Attorneys from the four firms gave a presentation at a recent commissioners meeting about the lawsuit, saying there would be no cost to the county to file the suit, but the county will recover damages if the suit is successful.

Lead attorneys Plevin & Gallucci of Cleveland filed similar suits elsewhere in Ohio, including on behalf of Cuyahoga County in Cuyahoga County Common Pleas Court in October.

Among the pharmaceutical companies named as defendants are Purdue Pharma, Teva Pharmaceuticals, Cephalon, Johnson & Johnson and Janssen Pharmaceutica.

On its website, Purdue Pharma said, “Our industry and our company have and will continue to take meaningful action to reduce opioid abuse. We focused our talented research scientists and applied our innovative thinking to making opioids with abuse-deterrent properties, making them harder to crush and, therefore, harder to be abused by snorting or injection. With this investment, we pioneered the pharmaceutical industry’s movement toward developing opioids with abuse-deterrent properties when we were the first to receive FDA approval.”

The suit says Trumbull County pays for many health care services for the poor and also spends a great deal on law enforcement to combat the opioid epidemic that the suit blames on the defendants.

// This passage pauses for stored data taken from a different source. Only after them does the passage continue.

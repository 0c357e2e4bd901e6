//! Sync engine
//!
//! Turns canvas changes into queued register writes and shifts the queues
//! out over the shared serial chain.
//!
//! The chain is one long shift register: every latch pulse delivers exactly
//! one `(register, data)` frame to every chip. Bytes shifted first travel
//! furthest, so each cycle starts with the last chip in the chain and ends
//! with chip 0. Chips with nothing queued receive a no-op frame.

use crate::canvas::{Canvas, COLUMNS_PER_CHIP};
use crate::command::Command;
use crate::queue::{CommandQueues, QueueError};
use crate::traits::BusTransport;

/// Run one transfer cycle
///
/// Commands are consumed only after the frame has been committed, so a
/// transport error leaves every queue untouched.
pub fn transfer_cycle<B, const CHIPS: usize, const N: usize>(
    bus: &mut B,
    queues: &mut CommandQueues<CHIPS, N>,
) -> Result<(), B::Error>
where
    B: BusTransport,
{
    bus.begin()?;

    for chip in (0..CHIPS).rev() {
        let command = queues.peek(chip).copied().unwrap_or(Command::NOOP);
        let [register, data] = command.frame();
        bus.send(register)?;
        bus.send(data)?;
    }

    bus.commit()?;

    for chip in 0..CHIPS {
        queues.pop(chip);
    }

    Ok(())
}

/// Run transfer cycles until every queue is empty
///
/// Returns the number of cycles, which equals the deepest queue at entry.
pub fn drain_all<B, const CHIPS: usize, const N: usize>(
    bus: &mut B,
    queues: &mut CommandQueues<CHIPS, N>,
) -> Result<usize, B::Error>
where
    B: BusTransport,
{
    let mut cycles = 0;
    while queues.has_pending() {
        transfer_cycle(bus, queues)?;
        cycles += 1;
    }
    Ok(cycles)
}

/// Queue a write for every column where `canvas` differs from `shadow`
///
/// Each queued column is copied into `shadow` immediately. Returns the
/// number of changed columns. On error the failing column and everything
/// after it are left unreconciled.
pub fn reconcile<const CHIPS: usize, const N: usize>(
    canvas: &Canvas<CHIPS>,
    shadow: &mut Canvas<CHIPS>,
    queues: &mut CommandQueues<CHIPS, N>,
) -> Result<usize, QueueError> {
    let mut changed = 0;

    for chip in 0..CHIPS {
        for index in 0..COLUMNS_PER_CHIP {
            let col = chip * COLUMNS_PER_CHIP + index;
            let data = canvas.column(col);
            if data != shadow.column(col) {
                queues.push(chip, Command::column(index, data))?;
                shadow.set_column(col, data);
                changed += 1;
            }
        }
    }

    Ok(changed)
}

#[cfg(test)]
pub(crate) mod tests {
    use super::*;
    use crate::command::Register;
    use crate::config::OverflowPolicy;
    use proptest::prelude::*;

    /// Bus event captured by [`RecordingBus`]
    #[derive(Debug, Clone, Copy, PartialEq, Eq)]
    pub enum BusEvent {
        Begin,
        Send(u8),
        Commit,
    }

    /// Transport that records every call
    #[derive(Debug, Default)]
    pub struct RecordingBus {
        pub events: Vec<BusEvent>,
        pub configured: bool,
        /// Fail the send with this index (counted across the whole run)
        pub fail_at_send: Option<usize>,
        pub sends: usize,
    }

    impl RecordingBus {
        /// Frames per committed cycle, as `(register, data)` pairs in
        /// send order
        pub fn cycles(&self) -> Vec<Vec<(u8, u8)>> {
            let mut cycles = Vec::new();
            let mut current = Vec::new();
            let mut pending = None;
            for event in &self.events {
                match *event {
                    BusEvent::Begin => {
                        current.clear();
                        pending = None;
                    }
                    BusEvent::Send(byte) => match pending.take() {
                        None => pending = Some(byte),
                        Some(reg) => current.push((reg, byte)),
                    },
                    BusEvent::Commit => cycles.push(core::mem::take(&mut current)),
                }
            }
            cycles
        }

        /// Non-noop frames addressed to `chip` of a `chips`-long chain
        pub fn commands_for(&self, chips: usize, chip: usize) -> Vec<(u8, u8)> {
            self.cycles()
                .iter()
                .map(|cycle| cycle[chips - 1 - chip])
                .filter(|&(reg, _)| reg != Register::Noop.addr())
                .collect()
        }
    }

    impl BusTransport for RecordingBus {
        type Error = &'static str;

        fn configure(&mut self) -> Result<(), Self::Error> {
            self.configured = true;
            Ok(())
        }

        fn begin(&mut self) -> Result<(), Self::Error> {
            self.events.push(BusEvent::Begin);
            Ok(())
        }

        fn send(&mut self, byte: u8) -> Result<(), Self::Error> {
            if self.fail_at_send == Some(self.sends) {
                return Err("bus fault");
            }
            self.sends += 1;
            self.events.push(BusEvent::Send(byte));
            Ok(())
        }

        fn commit(&mut self) -> Result<(), Self::Error> {
            self.events.push(BusEvent::Commit);
            Ok(())
        }
    }

    #[test]
    fn test_cycle_sends_noops_for_idle_chips() {
        let mut bus = RecordingBus::default();
        let mut queues = CommandQueues::<3, 4>::default();
        queues.push(1, Command::column(2, 0xAB)).unwrap();

        transfer_cycle(&mut bus, &mut queues).unwrap();

        assert_eq!(bus.events.first(), Some(&BusEvent::Begin));
        assert_eq!(bus.events.last(), Some(&BusEvent::Commit));
        assert_eq!(bus.cycles(), vec![vec![(0, 0), (3, 0xAB), (0, 0)]]);
        assert!(!queues.has_pending());
    }

    #[test]
    fn test_cycle_serves_farthest_chip_first() {
        let mut bus = RecordingBus::default();
        let mut queues = CommandQueues::<4, 4>::default();
        for chip in 0..4 {
            queues.push(chip, Command::column(0, chip as u8)).unwrap();
        }

        transfer_cycle(&mut bus, &mut queues).unwrap();

        let data: Vec<u8> = bus.cycles()[0].iter().map(|&(_, d)| d).collect();
        assert_eq!(data, vec![3, 2, 1, 0]);
    }

    #[test]
    fn test_drain_takes_deepest_queue_cycles() {
        let mut bus = RecordingBus::default();
        let mut queues = CommandQueues::<2, 8>::default();
        for i in 0..5 {
            queues.push(0, Command::column(i, 1)).unwrap();
        }
        queues.push(1, Command::column(0, 1)).unwrap();

        let cycles = drain_all(&mut bus, &mut queues).unwrap();
        assert_eq!(cycles, 5);
        assert_eq!(bus.cycles().len(), 5);
        assert_eq!(bus.commands_for(2, 0).len(), 5);
        assert_eq!(bus.commands_for(2, 1).len(), 1);
    }

    #[test]
    fn test_drain_empty_is_silent() {
        let mut bus = RecordingBus::default();
        let mut queues = CommandQueues::<2, 8>::default();
        assert_eq!(drain_all(&mut bus, &mut queues).unwrap(), 0);
        assert!(bus.events.is_empty());
    }

    #[test]
    fn test_failed_cycle_keeps_commands() {
        let mut bus = RecordingBus {
            fail_at_send: Some(1),
            ..Default::default()
        };
        let mut queues = CommandQueues::<2, 4>::default();
        queues.push(0, Command::column(0, 7)).unwrap();
        queues.push(1, Command::column(0, 8)).unwrap();

        assert_eq!(drain_all(&mut bus, &mut queues), Err("bus fault"));
        assert_eq!(queues.pending(0), 1);
        assert_eq!(queues.pending(1), 1);

        bus.fail_at_send = None;
        assert_eq!(drain_all(&mut bus, &mut queues), Ok(1));
        assert!(!queues.has_pending());
    }

    #[test]
    fn test_reconcile_addresses_chip_and_register() {
        let mut canvas = Canvas::<3>::new();
        let mut shadow = Canvas::<3>::new();
        let mut queues = CommandQueues::<3, 8>::default();

        canvas.set_column(0, 0x01);
        canvas.set_column(13, 0x80);
        canvas.set_column(23, 0xFF);

        assert_eq!(reconcile(&canvas, &mut shadow, &mut queues), Ok(3));
        assert_eq!(shadow, canvas);
        assert_eq!(queues.pop(0), Some(Command::column(0, 0x01)));
        assert_eq!(queues.pop(1), Some(Command::new(Register::Digit5, 0x80)));
        assert_eq!(queues.pop(2), Some(Command::new(Register::Digit7, 0xFF)));
        assert!(!queues.has_pending());

        // Nothing left to do
        assert_eq!(reconcile(&canvas, &mut shadow, &mut queues), Ok(0));
    }

    #[test]
    fn test_reconcile_stops_on_full_queue() {
        let mut canvas = Canvas::<1>::new();
        let mut shadow = Canvas::<1>::new();
        let mut queues = CommandQueues::<1, 2>::new(OverflowPolicy::Reject);
        for col in 0..4 {
            canvas.set_column(col, 0xFF);
        }

        assert_eq!(
            reconcile(&canvas, &mut shadow, &mut queues),
            Err(QueueError::Full { chip: 0 })
        );
        assert_eq!(shadow.column(1), 0xFF);
        assert_eq!(shadow.column(2), 0x00);
    }

    proptest! {
        #[test]
        fn prop_drain_cycles_equal_max_depth(
            depths in proptest::collection::vec(0usize..=8, 4)
        ) {
            let mut bus = RecordingBus::default();
            let mut queues = CommandQueues::<4, 8>::default();
            for (chip, &depth) in depths.iter().enumerate() {
                for i in 0..depth {
                    queues.push(chip, Command::column(i, i as u8)).unwrap();
                }
            }

            let cycles = drain_all(&mut bus, &mut queues).unwrap();
            prop_assert_eq!(cycles, *depths.iter().max().unwrap());
            for cycle in bus.cycles() {
                prop_assert_eq!(cycle.len(), 4);
            }
            for (chip, &depth) in depths.iter().enumerate() {
                prop_assert_eq!(bus.commands_for(4, chip).len(), depth);
            }
        }
    }
}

The suit says the defendants “knew that opioids were effective treatments for short-term post-surgical and trauma-related pain” and for end-of-life care. “Yet they also knew – and had known for years – that opioids were addictive and subject to abuse, particularly when used long-term for chronic non-cancer pain ... and should not be used except as a last resort.”

The suits says the defendants, “through a sophisticated and highly deceptive and unfair marketing campaign that began in the late 1990s, deepened around 2006, and continues to the present, set out to, and did, reverse the popular and medical understanding of opioids.

“Chronic opioid therapy – the prescribing of opioids to treat chronic pain – is now commonplace.”

The lawsuit notes that Trumbull County has been especially hard-hit by the opioid epidemic with a death rate from overdoses at 34.2 per 100,000 population, “which is one of the highest rates in Ohio.”

The epidemic has increased costs at the county jail, increased the number of children entering custody at Trumbull County Children Services and increased the number of county 911 calls from 14,000 in 2016 to more than 17,500 this year, the suit says.

The suit seeks an unspecified amount of monetary and punitive damages from the pharmaceutical companies.